# MCP Hub Backend - Production Dockerfile
# Multi-stage build for security and performance
FROM python:3.14-slim as base

# Create non-root user for security
RUN useradd -m -u 1000 mcp-hub
WORKDIR /app

# Set environment variables
ENV PYTHONUNBUFFERED=1 \
    PYTHONDONTWRITEBYTECODE=1 \
    PIP_NO_CACHE_DIR=1

# Install production dependencies
FROM base as builder
COPY requirements.txt .
RUN pip install --user --no-cache-dir -r requirements.txt

# Final stage - minimal production image
FROM base as production
COPY --from=builder /root/.local /home/mcp-hub/.local
ENV PATH=/home/mcp-hub/.local/bin:$PATH

# Copy application code. The backend is a multi-file FastAPI app
# (main.py + api.py + services.py + query.py + user_data.py + core/),
# plus the data index and templates. All of them must be in the image
# or `python main.py` will ImportError on first request.
COPY --chown=mcp-hub:mcp-hub main.py api.py services.py query.py user_data.py ./
COPY --chown=mcp-hub:mcp-hub core/ ./core/
COPY --chown=mcp-hub:mcp-hub templates/ ./templates/
COPY --chown=mcp-hub:mcp-hub servers-index.json market-config.json ./

# Run as non-root user
USER mcp-hub
EXPOSE 8080

# Healthcheck — hits the lightweight /health liveness probe.
HEALTHCHECK --interval=30s --timeout=3s --start-period=5s --retries=3 \
  CMD python -c "import urllib.request; urllib.request.urlopen('http://localhost:8080/health')"

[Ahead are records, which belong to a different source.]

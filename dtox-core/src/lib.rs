//! Core utilities for the dtox DTO exporter.
//!
//! This crate provides the string helpers and the filesystem abstraction
//! shared by every other dtox crate.

mod file;
mod utils;

// File operations
pub use file::{DiskFs, Filesystem, MemoryFs};
// String utilities
pub use utils::{
    PATH_SEPARATORS, basename, lowercase_first, relative_module_path, split_path, to_snake_case,
};
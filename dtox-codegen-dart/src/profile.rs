//! Dart type tables.

use dtox_codegen::mapping::TargetProfile;

fn list(element: &str) -> String {
    format!("List<{}>", element)
}

fn nullable(ty: &str) -> String {
    format!("{}?", ty)
}

/// Dart type profile. List elements are nullable (`List<User?>`).
pub const DART_PROFILE: TargetProfile = TargetProfile {
    primitives: &[
        ("string", "String"),
        ("int", "int"),
        ("integer", "int"),
        ("float", "double"),
        ("double", "double"),
        ("bool", "bool"),
        ("boolean", "bool"),
    ],
    temporal: "DateTime",
    any: "dynamic",
    entity_reference: "String",
    list,
    nullable,
    nullable_elements: true,
};

#[cfg(test)]
mod tests {
    use dtox_codegen::mapping::TypeMapper;
    use dtox_ir::{FieldMetadata, Namespaces};

    use super::*;

    fn collection(element: &str) -> FieldMetadata {
        FieldMetadata {
            name: "items".into(),
            declared_type: "array".into(),
            is_nullable: false,
            is_built_in: true,
            default_value: None,
            list_element_type: Some(element.into()),
            description: None,
        }
    }

    #[test]
    fn test_primitive_table() {
        let ns = Namespaces::default();
        let mapper = TypeMapper::new(&DART_PROFILE, &ns);
        for (source, expected) in [
            ("string", "String"),
            ("int", "int"),
            ("float", "double"),
            ("boolean", "bool"),
            ("DateTime", "DateTime"),
            ("mixed", "dynamic"),
            ("App.Entity.Account", "String"),
        ] {
            assert_eq!(mapper.map_type(source, None), expected, "{source}");
        }
    }

    #[test]
    fn test_collections_have_nullable_elements() {
        let ns = Namespaces::new("Domain", "Domain.Entity");
        let mapper = TypeMapper::new(&DART_PROFILE, &ns);

        assert_eq!(
            mapper.map_type("array", Some(&collection("Domain.User"))),
            "List<User?>"
        );
        assert_eq!(
            mapper.map_type("array", Some(&collection("int"))),
            "List<int?>"
        );
    }
}
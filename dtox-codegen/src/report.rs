//! Progress reporting for export runs.

/// Receives progress of an export run.
pub trait Reporter {
    /// Called before each step, `current` counting from 1 up to `total`.
    fn step(&mut self, current: usize, total: usize, message: &str);
}

impl<R: Reporter + ?Sized> Reporter for &mut R {
    fn step(&mut self, current: usize, total: usize, message: &str) {
        (**self).step(current, total, message)
    }
}

/// Ignores all progress.
#[derive(Debug, Default, Clone, Copy)]
pub struct NoopReporter;

impl Reporter for NoopReporter {
    fn step(&mut self, _current: usize, _total: usize, _message: &str) {}
}
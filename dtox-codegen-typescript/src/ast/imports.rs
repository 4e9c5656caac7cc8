//! TypeScript import builder.

/// A named import statement.
#[derive(Debug, Clone)]
pub struct Import {
    from: String,
    named: Vec<String>,
    type_only: bool,
}

impl Import {
    pub fn new(from: impl Into<String>) -> Self {
        Self {
            from: from.into(),
            named: Vec::new(),
            type_only: false,
        }
    }

    /// Import a named export.
    pub fn named(mut self, name: impl Into<String>) -> Self {
        self.named.push(name.into());
        self
    }

    /// Make this a type-only import (`import type { ... }`).
    pub fn type_only(mut self) -> Self {
        self.type_only = true;
        self
    }

    /// The import statement, without trailing newline.
    pub fn build(&self) -> String {
        let type_kw = if self.type_only { "type " } else { "" };
        if self.named.is_empty() {
            format!("import \"{}\";", self.from)
        } else {
            format!(
                "import {}{{ {} }} from \"{}\";",
                type_kw,
                self.named.join(", "),
                self.from
            )
        }
    }
}

#[cfg(test)]
mod tests {
    use super::*;

    #[test]
    fn test_named_import() {
        let i = Import::new("./utils").named("foo").named("bar").build();
        assert_eq!(i, "import { foo, bar } from \"./utils\";");
    }

    #[test]
    fn test_type_only_import() {
        let i = Import::new("./user").named("User").type_only().build();
        assert_eq!(i, "import type { User } from \"./user\";");
    }

    #[test]
    fn test_side_effect_import() {
        let i = Import::new("./polyfill").build();
        assert_eq!(i, "import \"./polyfill\";");
    }
}
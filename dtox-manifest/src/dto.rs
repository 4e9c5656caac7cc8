//! `[[dto]]` entries: the declared classes of the registry.

use std::ops::Range;

use dtox_ir::{ClassHandle, DefaultValue, FieldAnnotation, FieldDecl};
use serde::Deserialize;
use toml::Spanned;

/// One declared DTO class.
///
/// ```toml
/// [[dto]]
/// path = "App.DTO.User"
///
/// [[dto.fields]]
/// name = "email"
/// type = "?string"
/// ```
#[derive(Debug, Clone, Deserialize)]
#[serde(try_from = "RawDto")]
pub struct DtoEntry {
    path: Spanned<String>,
    fields: Vec<FieldDecl>,
    field_spans: Vec<Range<usize>>,
}

impl DtoEntry {
    /// Declared class path.
    pub fn path(&self) -> &str {
        self.path.get_ref()
    }

    /// Source span of the class path.
    pub fn path_span(&self) -> Range<usize> {
        self.path.span()
    }

    /// Source span of the name of the field at `index`.
    pub fn field_span(&self, index: usize) -> Option<Range<usize>> {
        self.field_spans.get(index).cloned()
    }
}

impl ClassHandle for DtoEntry {
    fn class_path(&self) -> &str {
        self.path.get_ref()
    }

    fn fields(&self) -> &[FieldDecl] {
        &self.fields
    }
}

#[derive(Debug, Deserialize)]
#[serde(deny_unknown_fields)]
struct RawDto {
    path: Spanned<String>,
    #[serde(default)]
    fields: Vec<RawField>,
}

/// Field as written in the manifest.
#[derive(Debug, Deserialize)]
#[serde(deny_unknown_fields)]
struct RawField {
    name: Spanned<String>,
    #[serde(rename = "type")]
    ty: OneOrMany,
    #[serde(default)]
    nullable: bool,
    default: Option<toml::Value>,
    list_of: Option<OneOrMany>,
    description: Option<String>,
}

/// A string or an array of strings.
#[derive(Debug, Deserialize)]
#[serde(untagged)]
enum OneOrMany {
    One(String),
    Many(Vec<String>),
}

impl OneOrMany {
    fn into_vec(self) -> Vec<String> {
        match self {
            OneOrMany::One(s) => vec![s],
            OneOrMany::Many(v) => v,
        }
    }
}

impl TryFrom<RawDto> for DtoEntry {
    type Error = String;

    fn try_from(raw: RawDto) -> Result<Self, Self::Error> {
        let mut fields = Vec::with_capacity(raw.fields.len());
        let mut field_spans = Vec::with_capacity(raw.fields.len());

        for field in raw.fields {
            field_spans.push(field.name.span());
            fields.push(field.into_decl()?);
        }

        Ok(Self {
            path: raw.path,
            fields,
            field_spans,
        })
    }
}

impl RawField {
    fn into_decl(self) -> Result<FieldDecl, String> {
        let name = self.name.into_inner();
        let mut nullable = self.nullable;

        // `a|b` and `["a", "b"]` both declare several types; `?a` is shorthand for nullable
        let types = match self.ty {
            OneOrMany::One(s) => s
                .split('|')
                .map(|t| t.trim().to_string())
                .collect::<Vec<_>>(),
            OneOrMany::Many(v) => v,
        };
        let types = types
            .into_iter()
            .map(|t| match t.strip_prefix('?') {
                Some(rest) => {
                    nullable = true;
                    rest.to_string()
                }
                None => t,
            })
            .collect();

        let default = self
            .default
            .map(|value| default_from_toml(&value))
            .transpose()
            .map_err(|e| format!("field '{}': {}", name, e))?;

        let mut annotations: Vec<FieldAnnotation> = self
            .list_of
            .map(OneOrMany::into_vec)
            .unwrap_or_default()
            .into_iter()
            .map(FieldAnnotation::ListOf)
            .collect();
        if let Some(description) = self.description {
            annotations.push(FieldAnnotation::Description(description));
        }

        Ok(FieldDecl {
            name,
            types,
            nullable,
            default,
            annotations,
        })
    }
}

/// Convert a TOML default into a [`DefaultValue`].
fn default_from_toml(value: &toml::Value) -> Result<DefaultValue, String> {
    match value {
        toml::Value::String(s) => Ok(DefaultValue::String(s.clone())),
        toml::Value::Integer(i) => Ok(DefaultValue::Int(*i)),
        toml::Value::Float(f) => Ok(DefaultValue::Float(*f)),
        toml::Value::Boolean(b) => Ok(DefaultValue::Bool(*b)),
        toml::Value::Array(items) => items
            .iter()
            .map(default_from_toml)
            .collect::<Result<Vec<_>, _>>()
            .map(DefaultValue::List),
        toml::Value::Datetime(_) => Err("datetime defaults are not supported".to_string()),
        toml::Value::Table(_) => Err("table defaults are not supported".to_string()),
    }
}
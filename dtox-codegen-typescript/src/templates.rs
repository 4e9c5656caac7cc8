//! TypeScript templates.
//!
//! Standard and output DTOs render as interfaces, input DTOs as classes
//! whose properties carry their declared defaults.

use dtox_codegen::{
    RenderContext, RenderError,
    builder::{GENERATED_HEADER, Indent, SourceFile},
};

use crate::{
    ast::{Class, ClassField, Import, Interface, InterfaceField},
    literal::ts_literal,
};

/// `ts/standard.ts` and `ts/output.ts`.
pub fn interface_template(ctx: &RenderContext<'_>) -> Result<String, RenderError> {
    let class = ctx.class;
    let interface = class.fields.values().fold(
        Interface::new(&class.object_name),
        |interface, field| {
            let mut f = InterfaceField::new(&field.name, ctx.types.map_field(field));
            if let Some(doc) = &field.description {
                f = f.doc(doc);
            }
            interface.field_with(f)
        },
    );

    Ok(file(ctx).push(interface).render())
}

/// `ts/input.ts`.
pub fn class_template(ctx: &RenderContext<'_>) -> Result<String, RenderError> {
    let class = ctx.class;
    let ts_class = class
        .fields
        .values()
        .fold(Class::new(&class.object_name), |ts_class, field| {
            let mut f = ClassField::new(&field.name, ctx.types.map_field(field));
            if let Some(default) = &field.default_value {
                f = f.initializer(ts_literal(default));
            } else if field.is_nullable {
                f = f.initializer("null");
            }
            if let Some(doc) = &field.description {
                f = f.doc(doc);
            }
            ts_class.field(f)
        });

    Ok(file(ctx).push(ts_class).render())
}

/// A file with the generated header and type-only imports of referenced DTOs.
fn file(ctx: &RenderContext<'_>) -> SourceFile {
    ctx.imports()
        .fold(
            SourceFile::new(Indent::TYPESCRIPT).header(GENERATED_HEADER),
            |file, path| {
                let import = Import::new(ctx.paths.relative_import(&ctx.class.class_path, path))
                    .named(ctx.types.map_type(path, None))
                    .type_only();
                file.import(import.build())
            },
        )
}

CMD ["uvicorn", "main:app", "--host", "0.0.0.0", "--port", "8080"]


# Development stage
FROM base as development
COPY --chown=mcp-hub:mcp-hub requirements.txt .
RUN pip install --user --no-cache-dir -r requirements.txt
COPY --chown=mcp-hub:mcp-hub . .
USER mcp-hub
EXPOSE 8080
CMD ["uvicorn", "main:app", "--host", "0.0.0.0", "--port", "8080", "--reload"]